Few Put Finances First When Retiring
Will you retire when you want to, when you have to, or when you can afford it?
This is crucial, because when Americans retire is more important than it’s ever been to our financial well-being in old age. Yet the research indicates this doesn’t carry enough weight in people’s decisions.
This doesn’t make any sense. The typical combined 401(k)/IRA balance is a slim $111,000 for working households between 55 and 64 years old that have a 401(k). And fewer and fewer retirees have defined benefit pensions, which provide reliable income. More than half of us are at risk of experiencing a decline in our standard of living after we retire, estimate economists at the Center for Retirement Research, which supports this blog.

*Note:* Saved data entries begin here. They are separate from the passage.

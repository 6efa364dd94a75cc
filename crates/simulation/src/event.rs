//! Event payloads and the realized-transition record.

use gatesim_circuit::Circuit;
use gatesim_types::{GateId, OutputPin, WireId};
use std::time::Duration;

/// A scheduled future action.
///
/// Explicit tagged payloads, dispatched by the runner against the circuit
/// graph; events capture identifiers and values, never references into the
/// graph itself.
#[derive(Debug, Clone, Copy, PartialEq, Eq)]
pub enum Event {
    /// This gate now presents this output value (subject to the
    /// suppress-if-already-published check at trigger time).
    OutputChange {
        /// The gate whose output changes.
        gate: GateId,
        /// The value decided when the change was scheduled.
        value: bool,
    },
    /// This wire now delivers this value to its destination pin.
    WireDelivery {
        /// The delivering wire.
        wire: WireId,
        /// The value in transit.
        value: bool,
    },
}

/// One realized output transition.
///
/// Recorded in strict time order, exactly when a gate's published value
/// actually flips.
#[derive(Debug, Clone, Copy, PartialEq, Eq)]
pub struct Transition {
    /// Simulated time of the transition.
    pub time: Duration,
    /// The gate whose output changed.
    pub gate: GateId,
    /// The output pin that fired (`out`, or `true` for CONST gates).
    pub pin: OutputPin,
    /// The new published value.
    pub value: bool,
}

impl Transition {
    /// Format the trace line for this transition:
    /// `At <time> gate <name> <kind> <delay> <pin> changes to <value>`.
    pub fn line(&self, circuit: &Circuit) -> String {
        format!(
            "At {} {} {} changes to {}",
            self.time.as_secs_f64(),
            circuit.gate(self.gate),
            self.pin,
            self.value
        )
    }
}

#[cfg(test)]
mod tests {
    use super::*;
    use gatesim_circuit::CircuitBuilder;
    use gatesim_types::GateKind;

    #[test]
    fn test_trace_line_format() {
        let mut builder = CircuitBuilder::new();
        builder.add_gate("a", GateKind::Not, 1.0);
        let (circuit, _) = builder.finish();

        let transition = Transition {
            time: Duration::from_secs_f64(1.0),
            gate: circuit.gate_id("a").unwrap(),
            pin: OutputPin::Out,
            value: true,
        };
        assert_eq!(transition.line(&circuit), "At 1 gate a not 1 out changes to true");
    }
}
//! Discrete-event simulation engine for gate circuits.
//!
//! Given a built [`Circuit`](gatesim_circuit::Circuit), the runner computes
//! every logic-value change that propagates through it, for all time, by
//! draining a time-ordered event queue. Given the same circuit and
//! configuration (including the jitter seed), it produces identical results
//! every run.
//!
//! # Architecture
//!
//! ```text
//! ┌─────────────────────────────────────────────────────────┐
//! │                  SimulationRunner                       │
//! │                                                         │
//! │  ┌────────────────────────────────────────────────────┐ │
//! │  │     Event Queue (BTreeMap<EventKey, Event>)        │ │
//! │  │     Ordered by: time, then insertion sequence      │ │
//! │  └────────────────────────┬───────────────────────────┘ │
//! │                           │ pop earliest                │
//! │                           ▼                             │
//! │  ┌────────────────────────────────────────────────────┐ │
//! │  │   OutputChange ──▶ gate publishes or suppresses    │ │
//! │  │   WireDelivery ──▶ destination gate input change   │ │
//! │  └────────────────────────┬───────────────────────────┘ │
//! │                           │ schedule new events         │
//! │                           ▼                             │
//! │  ┌────────────────────────────────────────────────────┐ │
//! │  │   gate delay  ──▶ OutputChange at t + delay        │ │
//! │  │   wire delay  ──▶ WireDelivery at t + delay        │ │
//! │  └────────────────────────────────────────────────────┘ │
//! └─────────────────────────────────────────────────────────┘
//! ```
//!
//! The mutual scheduling between gates and wires is the propagation chain:
//! a published output change becomes, after each outgoing wire's delay, an
//! input change at the wire's destination gate, which may in turn schedule a
//! new output change after that gate's own delay. Dispatch is strictly
//! single-threaded and synchronous; all effects of an event at time T are
//! applied before the next event is popped.

mod config;
mod event;
mod event_queue;
mod gates;
mod runner;

pub use config::SimulationConfig;
pub use event::{Event, Transition};
pub use event_queue::{EventKey, EventQueue};
pub use runner::{SimulationError, SimulationReport, SimulationRunner};
//! Index-based identifiers for gates and wires.

use std::fmt;

/// Gate identifier: the gate's index in the circuit's gate table.
///
/// Gates are created once at circuit-load time and never destroyed, so a
/// plain index is a stable identity for the lifetime of a run.
#[derive(Debug, Clone, Copy, PartialEq, Eq, Hash, PartialOrd, Ord)]
pub struct GateId(pub u32);

impl GateId {
    /// Get the identifier as a usize for table indexing.
    pub fn index(self) -> usize {
        self.0 as usize
    }
}

impl fmt::Display for GateId {
    fn fmt(&self, f: &mut fmt::Formatter<'_>) -> fmt::Result {
        write!(f, "Gate({})", self.0)
    }
}

/// Wire identifier: the wire's index in the circuit's wire table.
#[derive(Debug, Clone, Copy, PartialEq, Eq, Hash, PartialOrd, Ord)]
pub struct WireId(pub u32);

impl WireId {
    /// Get the identifier as a usize for table indexing.
    pub fn index(self) -> usize {
        self.0 as usize
    }
}

impl fmt::Display for WireId {
    fn fmt(&self, f: &mut fmt::Formatter<'_>) -> fmt::Result {
        write!(f, "Wire({})", self.0)
    }
}

#[cfg(test)]
mod tests {
    use super::*;

    #[test]
    fn test_identifier_ordering_follows_index() {
        assert!(GateId(0) < GateId(1));
        assert!(WireId(3) > WireId(2));
        assert_eq!(GateId(7).index(), 7);
    }
}
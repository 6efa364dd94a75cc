//! Configuration for a simulation run.

/// Configuration for a [`SimulationRunner`](crate::SimulationRunner).
#[derive(Debug, Clone)]
pub struct SimulationConfig {
    /// Whether to jitter gate scheduling offsets by up to ±5%.
    ///
    /// Jitter spreads out spuriously simultaneous events in larger circuits.
    /// It perturbs only the scheduling offset of input-driven output changes,
    /// never a gate's stored nominal delay, never bootstrap events, and never
    /// wire delays, so it changes tie-breaking of near-simultaneous events
    /// but not the causal partial order.
    pub jitter: bool,

    /// Seed for the jitter generator. Same seed, same run.
    pub seed: u64,

    /// Optional cap on processed events.
    ///
    /// A feedback loop with zero total round-trip delay schedules events
    /// forever; the engine has no cycle detection, so this is the only guard.
    /// `None` (the default) runs to quiescence.
    pub max_events: Option<u64>,
}

impl SimulationConfig {
    /// Default configuration: no jitter, no event cap.
    pub fn new() -> Self {
        Self {
            jitter: false,
            seed: 12345,
            max_events: None,
        }
    }

    /// Enable delay jitter.
    pub fn with_jitter(mut self) -> Self {
        self.jitter = true;
        self
    }

    /// Set the jitter seed.
    pub fn with_seed(mut self, seed: u64) -> Self {
        self.seed = seed;
        self
    }

    /// Cap the number of processed events.
    pub fn with_max_events(mut self, max_events: u64) -> Self {
        self.max_events = Some(max_events);
        self
    }
}

impl Default for SimulationConfig {
    fn default() -> Self {
        Self::new()
    }
}
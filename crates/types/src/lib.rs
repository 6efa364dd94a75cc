//! Core vocabulary for the gate-level simulator.
//!
//! This crate holds the leaf types shared by the circuit graph and the
//! simulation engine: gate kinds, pin names, and the index-based identifiers
//! used to address gates and wires inside a built circuit.

mod identifiers;
mod kind;
mod pins;

pub use identifiers::{GateId, WireId};
pub use kind::GateKind;
pub use pins::{InputPin, OutputPin};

Yet a recent survey by Fidelity indicated that the majority don’t think about the financial impact of their retirement timing. Retirees and pre-retirees said leisure was a major reason they have retired or would retire – even if they were falling short of their financial goals.

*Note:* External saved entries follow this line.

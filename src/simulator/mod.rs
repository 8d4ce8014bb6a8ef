//! Headless Monte Carlo campaign simulator.
//!
//! Drives the real campaign and battle code with a fixed input policy in
//! place of the terminal, to sanity-check balance across many runs.

use std::io;

use rand::SeedableRng;
use rand_chacha::ChaCha8Rng;

use crate::campaign::{run_campaign_with, CampaignResult};
use crate::combat::logic::run_battle;
use crate::combat::types::{Line, Player, Tone};
use crate::core::constants::FINAL_STAGE;
use crate::ui::Console;

/// Fixed per-turn input policies.
#[derive(Debug, Clone, Copy, PartialEq, Eq)]
pub enum Policy {
    AlwaysAttack,
    AlwaysMultiAttack,
    DefendThenAttack,
    AlwaysCounter,
}

impl Policy {
    pub fn parse(name: &str) -> Option<Self> {
        match name {
            "attack" => Some(Policy::AlwaysAttack),
            "multi" => Some(Policy::AlwaysMultiAttack),
            "defend" => Some(Policy::DefendThenAttack),
            "counter" => Some(Policy::AlwaysCounter),
            _ => None,
        }
    }

    pub fn name(&self) -> &'static str {
        match self {
            Policy::AlwaysAttack => "attack",
            Policy::AlwaysMultiAttack => "multi",
            Policy::DefendThenAttack => "defend",
            Policy::AlwaysCounter => "counter",
        }
    }

    fn choice(&self, turn: u64) -> &'static str {
        match self {
            Policy::AlwaysAttack => "1",
            Policy::AlwaysMultiAttack => "2",
            Policy::DefendThenAttack => {
                if turn % 2 == 0 {
                    "3"
                } else {
                    "1"
                }
            }
            Policy::AlwaysCounter => "4",
        }
    }
}

/// A `Console` that answers the prompt from a policy and draws nothing.
pub struct PolicyConsole {
    policy: Policy,
    turn: u64,
}

impl PolicyConsole {
    pub fn new(policy: Policy) -> Self {
        Self { policy, turn: 0 }
    }
}

impl Console for PolicyConsole {
    fn render(&mut self, _lines: &[Line]) -> io::Result<()> {
        Ok(())
    }

    fn read_choice(&mut self) -> io::Result<String> {
        let choice = self.policy.choice(self.turn);
        self.turn += 1;
        Ok(choice.to_string())
    }

    fn announce(&mut self, _text: &str, _tone: Tone) -> io::Result<()> {
        Ok(())
    }
}

/// Configuration for a simulation batch.
#[derive(Debug, Clone)]
pub struct SimConfig {
    /// Number of campaigns to run
    pub runs: u32,
    /// Base seed for reproducibility (None = random); run `i` uses seed + i
    pub seed: Option<u64>,
    /// Input policy answering every prompt
    pub policy: Policy,
}

impl Default for SimConfig {
    fn default() -> Self {
        Self {
            runs: 100,
            seed: None,
            policy: Policy::AlwaysAttack,
        }
    }
}

/// Aggregate results of a simulation batch.
#[derive(Debug, Clone, PartialEq, Eq)]
pub struct SimReport {
    pub runs: u32,
    pub full_clears: u32,
    pub defeats: u32,
    /// Sum over runs of the highest stage fought
    pub total_stages_reached: u64,
    pub best_stage: u32,
}

impl SimReport {
    pub fn average_stage_reached(&self) -> f64 {
        if self.runs == 0 {
            0.0
        } else {
            self.total_stages_reached as f64 / self.runs as f64
        }
    }

    pub fn to_text(&self) -> String {
        format!(
            "Runs:        {}\n\
             Full clears: {}\n\
             Defeats:     {}\n\
             Avg stage:   {:.1}\n\
             Best stage:  {}",
            self.runs,
            self.full_clears,
            self.defeats,
            self.average_stage_reached(),
            self.best_stage,
        )
    }
}

/// Runs `config.runs` campaigns and aggregates the outcomes.
pub fn run_simulation(config: &SimConfig) -> io::Result<SimReport> {
    let mut report = SimReport {
        runs: config.runs,
        full_clears: 0,
        defeats: 0,
        total_stages_reached: 0,
        best_stage: 0,
    };

    for run_idx in 0..config.runs {
        let mut rng = match config.seed {
            Some(seed) => ChaCha8Rng::seed_from_u64(seed + run_idx as u64),
            None => ChaCha8Rng::from_entropy(),
        };
        let mut console = PolicyConsole::new(config.policy);
        let mut player = Player::new();

        let result = run_campaign_with(&mut player, &mut console, &mut rng, run_battle)?;

        let stage_reached = match result {
            CampaignResult::FullClear => {
                report.full_clears += 1;
                FINAL_STAGE
            }
            CampaignResult::Defeated { stage } => {
                report.defeats += 1;
                stage
            }
        };
        report.total_stages_reached += stage_reached as u64;
        report.best_stage = report.best_stage.max(stage_reached);
    }

    Ok(report)
}
//! Campaign orchestration and simulator tests.

use std::io;

use rand::SeedableRng;
use rand_chacha::ChaCha8Rng;

use gauntlet::campaign::{run_campaign, run_campaign_with, CampaignResult};
use gauntlet::combat::types::{BattleOutcome, Line, Player, Tone};
use gauntlet::simulator::{run_simulation, Policy, SimConfig};
use gauntlet::ui::Console;

/// Headless console that always answers with the same choice and keeps the
/// announcements it is handed.
struct FixedChoiceConsole {
    choice: String,
    announcements: Vec<String>,
}

impl FixedChoiceConsole {
    fn new(choice: &str) -> Self {
        Self {
            choice: choice.to_string(),
            announcements: Vec::new(),
        }
    }
}

impl Console for FixedChoiceConsole {
    fn render(&mut self, _lines: &[Line]) -> io::Result<()> {
        Ok(())
    }

    fn read_choice(&mut self) -> io::Result<String> {
        Ok(self.choice.clone())
    }

    fn announce(&mut self, text: &str, _tone: Tone) -> io::Result<()> {
        self.announcements.push(text.to_string());
        Ok(())
    }
}

#[test]
fn test_campaign_always_ends_with_one_announcement() {
    for seed in 0..20 {
        let mut rng = ChaCha8Rng::seed_from_u64(seed);
        let mut console = FixedChoiceConsole::new("1");

        let result = run_campaign(&mut console, &mut rng).expect("headless console never fails");

        assert_eq!(console.announcements.len(), 1, "seed {seed}");
        match result {
            CampaignResult::FullClear => {
                assert!(console.announcements[0].contains("Congratulations"));
            }
            CampaignResult::Defeated { stage } => {
                assert!((1..=100).contains(&stage), "seed {seed}");
                assert_eq!(console.announcements[0], "Game over!");
            }
        }
    }
}

#[test]
fn test_growth_tracks_stages_survived() {
    let mut rng = ChaCha8Rng::seed_from_u64(21);
    let mut console = FixedChoiceConsole::new("1");
    let mut player = Player::new();

    let result = run_campaign_with(
        &mut player,
        &mut console,
        &mut rng,
        |stage, player, monster, _console, _rng| {
            if stage == 8 {
                player.hp = 0;
                Ok(BattleOutcome::PlayerLost)
            } else {
                monster.hp = 0;
                Ok(BattleOutcome::PlayerWon)
            }
        },
    )
    .expect("headless console never fails");

    assert_eq!(result, CampaignResult::Defeated { stage: 8 });
    // Seven survived stages, each adding 30 max HP and bounded stat rolls
    assert_eq!(player.stage_clear_count, 7);
    assert_eq!(player.max_hp(), 100 + 30 * 7);
    assert!((10 + 5 * 7..=10 + 9 * 7).contains(&player.attack_power));
    assert!((5 + 3 * 7..=5 + 6 * 7).contains(&player.defense_power));
}

#[test]
fn test_simulation_batches_are_reproducible() {
    let config = SimConfig {
        runs: 25,
        seed: Some(404),
        policy: Policy::AlwaysAttack,
    };
    let first = run_simulation(&config).unwrap();
    let second = run_simulation(&config).unwrap();
    assert_eq!(first, second);
    assert_eq!(first.runs, 25);
    assert_eq!(first.full_clears + first.defeats, 25);
}

#[test]
fn test_different_seeds_change_the_batch() {
    let base = SimConfig {
        runs: 25,
        seed: Some(1),
        policy: Policy::AlwaysAttack,
    };
    let other = SimConfig {
        seed: Some(2),
        ..base.clone()
    };
    let first = run_simulation(&base).unwrap();
    let second = run_simulation(&other).unwrap();
    // 25 attack-only campaigns hitting identical stage totals from different
    // seeds would be an astronomical coincidence.
    assert_ne!(first.total_stages_reached, second.total_stages_reached);
}

#[test]
fn test_every_policy_completes_a_batch() {
    for policy in [
        Policy::AlwaysAttack,
        Policy::AlwaysMultiAttack,
        Policy::DefendThenAttack,
        Policy::AlwaysCounter,
    ] {
        let config = SimConfig {
            runs: 10,
            seed: Some(9),
            policy,
        };
        let report = run_simulation(&config).unwrap();
        assert_eq!(report.full_clears + report.defeats, 10);
        assert!(report.best_stage >= 1);
        assert!(report.average_stage_reached() >= 1.0);
    }
}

But Mark Zoril, a Minnesota financial planner, said pre-retirees typically do not drill down into their finances, though they have a vague idea of where they’re at. What he often sees is that an important change precipitates the timing of a retirement, whether a friend’s retirement or deteriorating health.
“They get to a point where they’re ready to go, and what they’ll conclude – for better or worse financially – is they’re either going to be okay or they’ll figure it out,” he said.

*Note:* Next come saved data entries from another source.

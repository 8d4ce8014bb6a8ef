//! Campaign balance simulator CLI.
//!
//! Runs headless Monte Carlo campaigns under a fixed input policy.
//!
//! Usage:
//!   cargo run --bin simulate -- [OPTIONS]
//!
//! Examples:
//!   cargo run --bin simulate                       # 100 attack-only runs
//!   cargo run --bin simulate -- -n 1000 -p defend  # 1000 defend/attack runs
//!   cargo run --bin simulate -- --seed 42          # Reproducible batch

use std::env;
use std::io;

use gauntlet::simulator::{run_simulation, Policy, SimConfig};

fn main() -> io::Result<()> {
    let args: Vec<String> = env::args().collect();
    let config = match parse_args(&args) {
        Ok(config) => config,
        Err(message) => {
            eprintln!("{message}");
            eprintln!("Usage: simulate [-n RUNS] [--seed SEED] [-p attack|multi|defend|counter]");
            std::process::exit(1);
        }
    };

    println!("Gauntlet campaign simulator");
    println!("  Runs:   {}", config.runs);
    println!("  Policy: {}", config.policy.name());
    if let Some(seed) = config.seed {
        println!("  Seed:   {}", seed);
    }
    println!();

    let report = run_simulation(&config)?;
    println!("{}", report.to_text());
    Ok(())
}

fn parse_args(args: &[String]) -> Result<SimConfig, String> {
    let mut config = SimConfig::default();
    let mut i = 1;
    while i < args.len() {
        match args[i].as_str() {
            "-n" | "--runs" => {
                let value = args.get(i + 1).ok_or("missing value for --runs")?;
                config.runs = value
                    .parse()
                    .map_err(|_| format!("invalid run count: {value}"))?;
                i += 2;
            }
            "--seed" => {
                let value = args.get(i + 1).ok_or("missing value for --seed")?;
                config.seed = Some(
                    value
                        .parse()
                        .map_err(|_| format!("invalid seed: {value}"))?,
                );
                i += 2;
            }
            "-p" | "--policy" => {
                let value = args.get(i + 1).ok_or("missing value for --policy")?;
                config.policy =
                    Policy::parse(value).ok_or_else(|| format!("unknown policy: {value}"))?;
                i += 2;
            }
            other => return Err(format!("unknown option: {other}")),
        }
    }
    Ok(config)
}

Academic research confirms people retire for myriad reasons, which interact in complex ways. But in one such study, financial considerations were analyzed, and they barely registered as a factor in the decision for those who retired earlier than planned. Instead, people put poor health at the top of the study’s ranking of multiple reasons that older workers retire earlier than they’d planned – poor health was followed by layoffs and a spouse’s decision to retire.
Changes in wealth also had no impact on retirement decisions, according to a 2004 study that analyzed whether retirement plans changed in response to the 1990s boom in high-tech stocks or the 2000 bust. Specifically, older workers who owned stock portfolios didn’t retire any earlier than non-investors after the Nasdaq boom added to their wealth – and they didn’t postpone retirement so they could recover from the bust.
Something that might seem counterintuitive also happens: people in the strongest position to retire – those with more wealth and education than most – are often the last holdouts in the labor force, working well into their late 60s, 70s or longer.
But for the average person, financial considerations become paramount when the rubber meets the road – after you retire. Something to think about as we consider our New Year’s resolutions.